Susan MacManus, professor of political science at the University of South Florida, believes that “Republicans are much better at keeping up with the constant and massive” demographic changes in this state.

She points out, for example, that “a lot of younger people came to settle here with their families because (the republican authorities) did not want to close the schools” in the face of the COVID-19 pandemic.

Joe Biden was relatively discreet during the campaign for the “midterms”, which should, according to the polls, see at least the House of Representatives switch to the Republican side.

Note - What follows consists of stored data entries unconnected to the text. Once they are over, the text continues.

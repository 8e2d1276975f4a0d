use crate::{
    ConfigError, ConfigErrorResult, DEFAULT_STORE_PATH, DEFAULT_STORE_TIMEOUT_SECS, StoreBackend,
};

use std::path::Path;
use std::time::Duration;

use serde::Deserialize;

pub const MIN_TIMEOUT_SECS: u64 = 1;
pub const MAX_TIMEOUT_SECS: u64 = 300;

#[derive(Debug, Clone, Deserialize)]
#[serde(default)]
pub struct StoreConfig {
    pub backend: StoreBackend,
    /// SQLite file, relative to the config directory
    pub path: String,
    /// Per-call deadline applied to every store request
    pub timeout_secs: u64,
}

impl Default for StoreConfig {
    fn default() -> Self {
        Self {
            backend: StoreBackend::default(),
            path: String::from(DEFAULT_STORE_PATH),
            timeout_secs: DEFAULT_STORE_TIMEOUT_SECS,
        }
    }
}

impl StoreConfig {
    pub fn validate(&self) -> ConfigErrorResult<()> {
        if self.timeout_secs < MIN_TIMEOUT_SECS || self.timeout_secs > MAX_TIMEOUT_SECS {
            return Err(ConfigError::store(format!(
                "store.timeout_secs must be {}-{}, got {}",
                MIN_TIMEOUT_SECS, MAX_TIMEOUT_SECS, self.timeout_secs
            )));
        }

        // Store path must not escape the config dir
        if self.backend == StoreBackend::Sqlite {
            if self.path.is_empty() {
                return Err(ConfigError::store("store.path must not be empty"));
            }
            if Path::new(&self.path).is_absolute() || self.path.contains("..") {
                return Err(ConfigError::store(
                    "store.path must be relative and cannot contain '..'",
                ));
            }
        }

        Ok(())
    }

    pub fn timeout(&self) -> Duration {
        Duration::from_secs(self.timeout_secs)
    }
}
use crate::tests::{EnvGuard, setup_config_dir};
use crate::{Config, StoreBackend};

use std::str::FromStr;
use std::time::Duration;

use googletest::assert_that;
use googletest::prelude::{anything, eq, err, ok};
use serial_test::serial;

// =========================================================================
// Validation Tests - Store
// =========================================================================

#[test]
#[serial]
fn given_timeout_zero_when_validate_then_error() {
    // Given
    let (_temp, _guard) = setup_config_dir();
    let _timeout = EnvGuard::set("UR_STORE_TIMEOUT_SECS", "0");

    // When
    let result = Config::load().unwrap().validate();

    // Then
    assert_that!(result, err(anything()));
}

#[test]
#[serial]
fn given_timeout_over_max_when_validate_then_error() {
    // Given
    let (_temp, _guard) = setup_config_dir();
    let _timeout = EnvGuard::set("UR_STORE_TIMEOUT_SECS", "301");

    // When
    let result = Config::load().unwrap().validate();

    // Then
    assert_that!(result, err(anything()));
}

#[test]
#[serial]
fn given_sqlite_backend_with_parent_traversal_when_validate_then_error() {
    // Given
    let (_temp, _guard) = setup_config_dir();
    let _backend = EnvGuard::set("UR_STORE_BACKEND", "sqlite");
    let _path = EnvGuard::set("UR_STORE_PATH", "../escape.db");

    // When
    let result = Config::load().unwrap().validate();

    // Then
    assert_that!(result, err(anything()));
}

#[test]
#[serial]
fn given_sqlite_backend_with_absolute_path_when_validate_then_error() {
    // Given
    let (_temp, _guard) = setup_config_dir();
    let _backend = EnvGuard::set("UR_STORE_BACKEND", "sqlite");
    let _path = EnvGuard::set("UR_STORE_PATH", "/var/lib/registry.db");

    // When
    let result = Config::load().unwrap().validate();

    // Then
    assert_that!(result, err(anything()));
}

#[test]
#[serial]
fn given_memory_backend_with_unused_bad_path_when_validate_then_ok() {
    // Given
    let (_temp, _guard) = setup_config_dir();
    let _path = EnvGuard::set("UR_STORE_PATH", "../ignored.db");

    // When
    let result = Config::load().unwrap().validate();

    // Then
    assert_that!(result, ok(anything()));
}

#[test]
fn given_backend_names_when_parsed_then_case_insensitive() {
    assert_that!(StoreBackend::from_str("SQLite").unwrap(), eq(StoreBackend::Sqlite));
    assert_that!(StoreBackend::from_str("memory").unwrap(), eq(StoreBackend::Memory));
    assert_that!(StoreBackend::from_str("etcd"), err(anything()));
}

#[test]
#[serial]
fn given_timeout_secs_when_timeout_then_duration_matches() {
    // Given
    let (_temp, _guard) = setup_config_dir();
    let _timeout = EnvGuard::set("UR_STORE_TIMEOUT_SECS", "42");

    // When
    let config = Config::load().unwrap();

    // Then
    assert_that!(config.store.timeout(), eq(Duration::from_secs(42)));
}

After the start of the campaign Strongly focused on abortion rights and the defense of democracy, and faced with a conservative camp that projects a strong message about the cost of living and crime, the Democratic Party wants to speak more about the daily concerns of Americans.< /p>

But Joe Biden is struggling to get his “middle class president” message across amid soaring inflation. The Democratic Party has also called for the rescue of former President Barack Obama and his undeniable oratorical skills to mobilize his troops.

The former and current Democratic presidents are to appear together on Saturday for a meeting in Pennsylvania, an extremely disputed state.